For Brighton, every day is a gauntlet of demands and expectations. Since her father died, she’s relied on one coping method: smile big and pretend to be fine. It may have kept her family together, but she has no clue how to handle how she’s really feeling. Today is the anniversary of his death and cracks are beginning to show. The last thing she needs is the new kid telling her how much he dislikes her for no reason she can understand. She’s determined to change his mind, and when they’re stuck together for the night, she finally gets her chance.

Jonah hates her at 3p.m., but how will he feel at 3 a.m.?

One night can change how you see the world.

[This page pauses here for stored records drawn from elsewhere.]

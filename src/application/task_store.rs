use crate::domain::models::{Task, TaskId};
use crate::infrastructure::error::InfraError;
use crate::infrastructure::task_client::TaskService;
use std::collections::HashSet;
use std::sync::Arc;
use tokio::time::{sleep, Duration as TokioDuration};

#[derive(Debug, Clone)]
pub struct RetryPolicy {
    pub max_attempts: u8,
    pub base_delay_ms: u64,
}

impl Default for RetryPolicy {
    fn default() -> Self {
        Self {
            max_attempts: 3,
            base_delay_ms: 200,
        }
    }
}

/// Task records as last fetched from the backend, in backend order.
#[derive(Debug, Default)]
pub struct TaskStore {
    tasks: Vec<Task>,
}

impl TaskStore {
    pub fn replace_all(&mut self, tasks: Vec<Task>) {
        let mut seen = HashSet::new();
        self.tasks = tasks
            .into_iter()
            .filter(|task| seen.insert(task.id))
            .collect();
    }

    pub fn get(&self, task_id: TaskId) -> Option<&Task> {
        self.tasks.iter().find(|task| task.id == task_id)
    }

    pub fn contains(&self, task_id: TaskId) -> bool {
        self.get(task_id).is_some()
    }

    pub fn remove(&mut self, task_id: TaskId) -> Option<Task> {
        let index = self.tasks.iter().position(|task| task.id == task_id)?;
        Some(self.tasks.remove(index))
    }

    pub fn ids(&self) -> HashSet<TaskId> {
        self.tasks.iter().map(|task| task.id).collect()
    }

    pub fn all(&self) -> &[Task] {
        &self.tasks
    }

    /// Tasks surfaced in the timer view: open focus tasks.
    pub fn focus_tasks(&self) -> impl Iterator<Item = &Task> + '_ {
        self.tasks
            .iter()
            .filter(|task| task.is_focus_task() && !task.completed)
    }

    pub fn visible(&self, task_id: TaskId) -> Option<&Task> {
        self.focus_tasks().find(|task| task.id == task_id)
    }
}

/// Fetches the task list, retrying transient transport failures with exponential backoff.
pub struct TaskLoader<S>
where
    S: TaskService + ?Sized,
{
    service: Arc<S>,
    retry_policy: RetryPolicy,
}

impl<S> TaskLoader<S>
where
    S: TaskService + ?Sized,
{
    pub fn new(service: Arc<S>) -> Self {
        Self {
            service,
            retry_policy: RetryPolicy::default(),
        }
    }

    pub fn with_retry_policy(mut self, retry_policy: RetryPolicy) -> Self {
        self.retry_policy = retry_policy;
        self
    }

    pub async fn load(&self) -> Result<Vec<Task>, InfraError> {
        let max_attempts = self.retry_policy.max_attempts.max(1);
        let mut attempt: u8 = 0;

        loop {
            match self.service.list_tasks().await {
                Ok(tasks) => {
                    return Ok(tasks
                        .into_iter()
                        .filter(|task| match task.validate() {
                            Ok(()) => true,
                            Err(reason) => {
                                tracing::warn!(task_id = %task.id, %reason, "skipping invalid task record");
                                false
                            }
                        })
                        .collect());
                }
                Err(error) if should_retry(&error) && attempt + 1 < max_attempts => {
                    let delay = self
                        .retry_policy
                        .base_delay_ms
                        .saturating_mul(2u64.saturating_pow(attempt as u32));
                    tracing::debug!(attempt, delay_ms = delay, "retrying task list fetch");
                    sleep(TokioDuration::from_millis(delay)).await;
                    attempt = attempt.saturating_add(1);
                }
                Err(error) => return Err(error),
            }
        }
    }
}

fn should_retry(error: &InfraError) -> bool {
    match error {
        InfraError::Api(message) => {
            let message = message.to_ascii_lowercase();
            message.contains("network error")
                || message.contains("timeout")
                || message.contains("timed out")
                || message.contains("connection reset")
                || message.contains("http 503")
        }
        _ => false,
    }
}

One night can change how you see yourself.

-synopsis via Goodreads

Well, on the surface, this book seems like it would be a winner: boy meets girl, boy hates girl, boy and girl spend 12 hours together, judgment and anger and hilarity and romance ensue, boy and girl have a bright future together.

And there were definitely elements that I really liked.  I think both Brighton and Jonah suffer from issues that are typical of the teenage experience-Brighton feels pressure to be nice to everyone and liked by everyone, and basically do it all, while Jonah moves to a new school and feels like he really doesn’t fit in anywhere.  I think readers will really be able to relate to both Brighton and Jonah.

I also have to say that I was definitely able to get wrapped up in the plot-the story moved along quickly, and I enjoyed the interactions between many of the characters.  I loved Jonah’s relationship with Carly’s siblings, and Brighton’s conversation with Jonah’s Hamilton friends at the pizza place.  I thought Jonah’s tenderness with his baby sister and, eventually, with Brighton, showed us a softer side of him.

I guess my main issue with this book is that Jonah and Brighton went from dislike to infatuation in such an abrupt manner.  I really think that over time, they would have been able to see past their differences, get to know one another better, and gradually become more than friends.  But to me, it seemed like Jonah went from abject hatred to love with hardly any transition time-that part of the story seemed a little unrealistic to me, especially considering he had JUST ended another relationship.

While this wasn’t my favorite book ever, it was an easy, light read with a fun romantic element and a few heartwarming moments.  I’d definitely recommend it to anyone who loves to get swept up in a whirlwind romance, or who loves to root for a happy ending.

Copy received from Bloomsbury via NetGalley.  Bright Before Sunrise will be published on February 18, 2014.